A Forecast for Low Returns, and Advice for Investors
THE stock market seems to have found its footing lately, touching levels not seen since early 2008.
So I was surprised to hear Jean L. P. Brunel, chief investment officer at GenSpring Family Offices, tell me that he was preparing his clients for a sustained period of low investment returns. And further, he is counseling those clients — families with hundreds of millions of dollars — that they may need to spend less or change their estate plan.
If this is his advice for the wealthy, what does it mean for people with considerably less, who may simply be saving for retirement?
Mr. Brunel argues that the classic link among the return premiums for bonds over cash and stocks over bonds still holds, but they are substantially lower because of the low interest rates set by the Federal Reserve.
Here is how it works. The return on cash is typically the expected rate of inflation plus some real interest rate that is derived from the rate a central bank sets to promote growth. The return on bonds is cash plus some additional amount to account for the duration of the bond. The return on equities is the bond returns plus some premium for the risk associated with stocks.

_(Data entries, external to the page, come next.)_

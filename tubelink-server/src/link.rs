use serde::{Deserialize, Deserializer, Serialize};
use std::fmt::{Display, Formatter};
use std::str::FromStr;
use thiserror::Error;
use tracing::debug;
use url::Url;

/// Text shown to the user whenever a pasted link can't be used.
pub const INVALID_LINK_ALERT: &str = "Please enter a valid link.";

const VIDEO_PARAMETER: &str = "v";
/// Links without a scheme (`youtube.com/watch?v=…`, `?v=…`) are resolved against this.
const BASE_LINK: &str = "https://www.youtube.com/";

/// Identifier of a YouTube video.
///
/// Only consists of ASCII alphanumerics, `-` and `_`, so it can be embedded into HTML and
/// JavaScript without any escaping.
#[derive(Clone, Debug, PartialEq, Eq, Hash, Serialize, derive_more::Deref, derive_more::Into)]
#[serde(transparent)]
pub struct VideoReference(String);

impl VideoReference {
	fn is_valid_identifier(identifier: &str) -> bool {
		!identifier.is_empty()
			&& identifier
				.chars()
				.all(|character| character.is_ascii_alphanumeric() || matches!(character, '-' | '_'))
	}

	pub fn as_str(&self) -> &str {
		&self.0
	}
}

impl FromStr for VideoReference {
	type Err = InvalidLinkError;

	fn from_str(identifier: &str) -> Result<Self, Self::Err> {
		if Self::is_valid_identifier(identifier) {
			Ok(Self(identifier.to_string()))
		} else {
			Err(InvalidLinkError::InvalidIdentifier(identifier.to_string()))
		}
	}
}

impl<'de> Deserialize<'de> for VideoReference {
	fn deserialize<D>(deserializer: D) -> Result<Self, D::Error>
	where
		D: Deserializer<'de>,
	{
		let identifier = String::deserialize(deserializer)?;
		identifier.parse().map_err(serde::de::Error::custom)
	}
}

impl Display for VideoReference {
	fn fmt(&self, formatter: &mut Formatter) -> std::fmt::Result {
		formatter.write_str(&self.0)
	}
}

#[derive(Clone, Debug, Error, PartialEq)]
pub enum InvalidLinkError {
	#[error("Link is not a valid URL: {0}")]
	UnparseableUrl(#[from] url::ParseError),
	#[error("Link has no 'v' query parameter.")]
	MissingVideoParameter,
	#[error("Link has more than one 'v' query parameter.")]
	AmbiguousVideoParameter,
	#[error("'{0}' is not a valid video identifier.")]
	InvalidIdentifier(String),
}

impl InvalidLinkError {
	/// What the user gets to see, independent of the reason.
	pub fn alert_message(&self) -> &'static str {
		INVALID_LINK_ALERT
	}
}

/// Extracts the video identifier from the `v` query parameter of a pasted link.
pub fn parse_link(text: &str) -> Result<VideoReference, InvalidLinkError> {
	let base = Url::parse(BASE_LINK)?;
	let url = Url::options().base_url(Some(&base)).parse(text.trim())?;

	let mut values = url
		.query_pairs()
		.filter(|(key, _)| key == VIDEO_PARAMETER)
		.map(|(_, value)| value.into_owned());
	let value = values.next().ok_or(InvalidLinkError::MissingVideoParameter)?;
	if values.next().is_some() {
		return Err(InvalidLinkError::AmbiguousVideoParameter);
	}

	let video_reference = value.parse()?;
	debug!("Extracted video '{}' from link '{}'", video_reference, text);
	Ok(video_reference)
}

He noted that cash typically had a return of 4 percent, putting bonds at 6 percent and stocks at 8 to 9 percent. With cash now yielding zero, that has lowered bonds’ return to 2 to 2.5 percent and stocks to 5 percent. The problem, as he sees it, is that too many people are stuck on the old numbers.
“I don’t want you to read into this that we have precise information on real returns,” he said. “I could be wrong. It wouldn’t be the first time. But whichever way you cut it, the environment is radically different.”
Sure, the stock market is off to a nice start this year. But 2011 also started strong — until the tsunami in Japan and the uprisings throughout the Arab world touched off a downward spiral. For the year, the Standard & Poor’s 500-stock index finished flat, unless you include dividends, which put it up 2.1 percent.
We’ll find out if Mr. Brunel’s gloomy take is right. But in the meantime, his forecast of low returns is worth thinking through.
LOWER EXPECTATIONS The consensus among other analysts I spoke with is that most people should plan for single-digit investment returns for a while. That time horizon ran from five to as many as 20 years, in the case of Jim Russell, regional investment director at U.S. Bank Wealth Management.
“If we’re able to generate returns above that, that’s a good problem to have,” he said. “Most clients think the worst is over, but most professional investors think the black swan event is possible.” (A black swan, a term popularized by the economist Nassim Nicholas Taleb, is the unlikely event that too few people plan for.)